Exercise objective.
Check every line of the records below for the string "ScannerError" and copy the ones that have it.

Records for the exercise.
◇ ◇ ◇ ◇ ◇ ◇ ◇
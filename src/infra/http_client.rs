use crate::app::ports::{ApiRequest, HttpMethod, TransportPort};
use crate::config::{ApiConfig, SessionConfig};
use crate::error::{Result, ScannerError, TransportError};
use crate::observability::metrics;
use async_trait::async_trait;
use reqwest::cookie::{CookieStore, Jar};
use reqwest::Url;
use serde_json::Value;
use std::sync::Arc;
use std::time::{Duration, Instant};
use tracing::{debug, instrument, warn};

const USER_AGENT: &str = concat!("ai_event_scanner/", env!("CARGO_PKG_VERSION"));

/// reqwest-backed transport: fixed base URL, fixed timeout, session cookie carried by a jar
pub struct ReqwestHttp {
    client: reqwest::Client,
    base_url: Url,
    timeout: Duration,
    cookie_jar: Arc<Jar>,
    cookie_name: String,
}

impl ReqwestHttp {
    /// Builds the client; `stored_session` seeds the jar so an earlier anonymous session is resumed.
    pub fn new(api: &ApiConfig, session: &SessionConfig, stored_session: Option<&str>) -> Result<Self> {
        let base_url = Url::parse(api.base_url.trim_end_matches('/')).map_err(|e| {
            ScannerError::Config(format!("Invalid api.base_url '{}': {}", api.base_url, e))
        })?;

        let cookie_jar = Arc::new(Jar::default());
        if let Some(session_id) = stored_session {
            cookie_jar.add_cookie_str(&format!("{}={}", session.cookie_name, session_id), &base_url);
        }

        let client = reqwest::Client::builder()
            .user_agent(USER_AGENT)
            .timeout(api.timeout())
            .cookie_provider(cookie_jar.clone())
            .build()
            .map_err(|e| ScannerError::Config(format!("Failed to build HTTP client: {e}")))?;

        Ok(Self {
            client,
            base_url,
            timeout: api.timeout(),
            cookie_jar,
            cookie_name: session.cookie_name.clone(),
        })
    }

    /// Current value of the session cookie, if the backend has issued one
    pub fn session_cookie(&self) -> Option<String> {
        let header = self.cookie_jar.cookies(&self.base_url)?;
        let header = header.to_str().ok()?;
        header.split(';').find_map(|pair| {
            let (name, value) = pair.trim().split_once('=')?;
            (name == self.cookie_name && !value.is_empty()).then(|| value.to_string())
        })
    }

    fn url_for(&self, path: &str) -> std::result::Result<Url, TransportError> {
        let joined = format!("{}{}", self.base_url.as_str().trim_end_matches('/'), path);
        Url::parse(&joined).map_err(|e| TransportError::NetworkFailure(format!("invalid URL {joined}: {e}")))
    }

    async fn execute(&self, builder: reqwest::RequestBuilder) -> std::result::Result<Value, TransportError> {
        let response = builder.send().await.map_err(|e| self.classify(e))?;
        let status = response.status().as_u16();
        let text = response.text().await.map_err(|e| self.classify(e))?;
        decode_response(status, &text)
    }

    fn classify(&self, err: reqwest::Error) -> TransportError {
        if err.is_timeout() {
            TransportError::Timeout(self.timeout)
        } else {
            TransportError::NetworkFailure(err.to_string())
        }
    }
}

impl From<HttpMethod> for reqwest::Method {
    fn from(method: HttpMethod) -> Self {
        match method {
            HttpMethod::Get => reqwest::Method::GET,
            HttpMethod::Post => reqwest::Method::POST,
            HttpMethod::Put => reqwest::Method::PUT,
        }
    }
}

#[async_trait]
impl TransportPort for ReqwestHttp {
    #[instrument(skip(self, request), fields(route = %request.route()))]
    async fn send(&self, request: ApiRequest) -> std::result::Result<Value, TransportError> {
        let url = self.url_for(&request.path)?;
        let mut builder = self.client.request(request.method.into(), url);
        if !request.query.is_empty() {
            builder = builder.query(&request.query);
        }
        if let Some(body) = &request.body {
            builder = builder.json(body);
        }

        let started = Instant::now();
        let outcome = self.execute(builder).await;
        metrics::transport::request_duration(started.elapsed().as_secs_f64());

        match &outcome {
            Ok(_) => {
                metrics::transport::request_success();
                debug!("Request completed");
            }
            Err(e) => {
                metrics::transport::request_error(e);
                warn!(error = %e, "Request failed");
            }
        }
        outcome
    }
}

/// Turns a status and raw body into the decoded payload or a typed error.
pub(crate) fn decode_response(status: u16, text: &str) -> std::result::Result<Value, TransportError> {
    if !(200..300).contains(&status) {
        return Err(TransportError::ServerError {
            status,
            body: text.to_string(),
            message: server_message(text),
        });
    }

    if text.trim().is_empty() {
        return Ok(Value::Null);
    }
    let value: Value = serde_json::from_str(text)
        .map_err(|e| TransportError::MalformedResponse(e.to_string()))?;

    // The backend's exception handlers can answer 200 with an error envelope
    if value.get("error").and_then(Value::as_bool) == Some(true) {
        let status = value
            .get("status_code")
            .and_then(Value::as_u64)
            .and_then(|s| u16::try_from(s).ok())
            .unwrap_or(status);
        return Err(TransportError::ServerError {
            status,
            body: text.to_string(),
            message: server_message(text),
        });
    }
    Ok(value)
}

/// Human-readable message from an error body: FastAPI `detail` (string or validation list) or `message`.
pub(crate) fn server_message(text: &str) -> Option<String> {
    let value: Value = serde_json::from_str(text).ok()?;
    match value.get("detail") {
        Some(Value::String(detail)) => return Some(detail.clone()),
        Some(Value::Array(items)) => {
            if let Some(msg) = items.iter().find_map(|item| item.get("msg").and_then(Value::as_str)) {
                return Some(msg.to_string());
            }
        }
        _ => {}
    }
    value
        .get("message")
        .and_then(Value::as_str)
        .map(str::to_string)
}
◇ ◇ ◇ ◇ ◇ ◇ ◇
Response to this exercise.
use crate::error::{Result, ScannerError, TransportError};
            ScannerError::Config(format!("Invalid api.base_url '{}': {}", api.base_url, e))
            .map_err(|e| ScannerError::Config(format!("Failed to build HTTP client: {e}")))?;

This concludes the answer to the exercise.